From the entries below, list each line with "collaborators".

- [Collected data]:
--- START ---
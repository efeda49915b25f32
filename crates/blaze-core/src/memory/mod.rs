//! In-memory collaborators for tests, demos and offline use.

pub mod auth;
pub mod blobs;
pub mod push_id;
pub mod store;

pub use auth::MemoryAuth;
pub use blobs::MemoryBlobStore;
pub use push_id::PushIdGenerator;
pub use store::{MemoryStore, RecordedWrite, WriteKind};

use std::sync::Arc;

use crate::connection::Backend;

/// A backend with all three collaborators in memory.
pub fn memory_backend() -> (Backend, Arc<MemoryStore>, Arc<MemoryAuth>, Arc<MemoryBlobStore>) {
    let store = Arc::new(MemoryStore::new());
    let auth = Arc::new(MemoryAuth::new());
    let blobs = Arc::new(MemoryBlobStore::new());
    let backend = Backend::new()
        .with_database(store.clone())
        .with_auth(auth.clone())
        .with_blobs(blobs.clone());
    (backend, store, auth, blobs)
}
--- END ---
- [Exercise output]:
//! In-memory collaborators for tests, demos and offline use.
/// A backend with all three collaborators in memory.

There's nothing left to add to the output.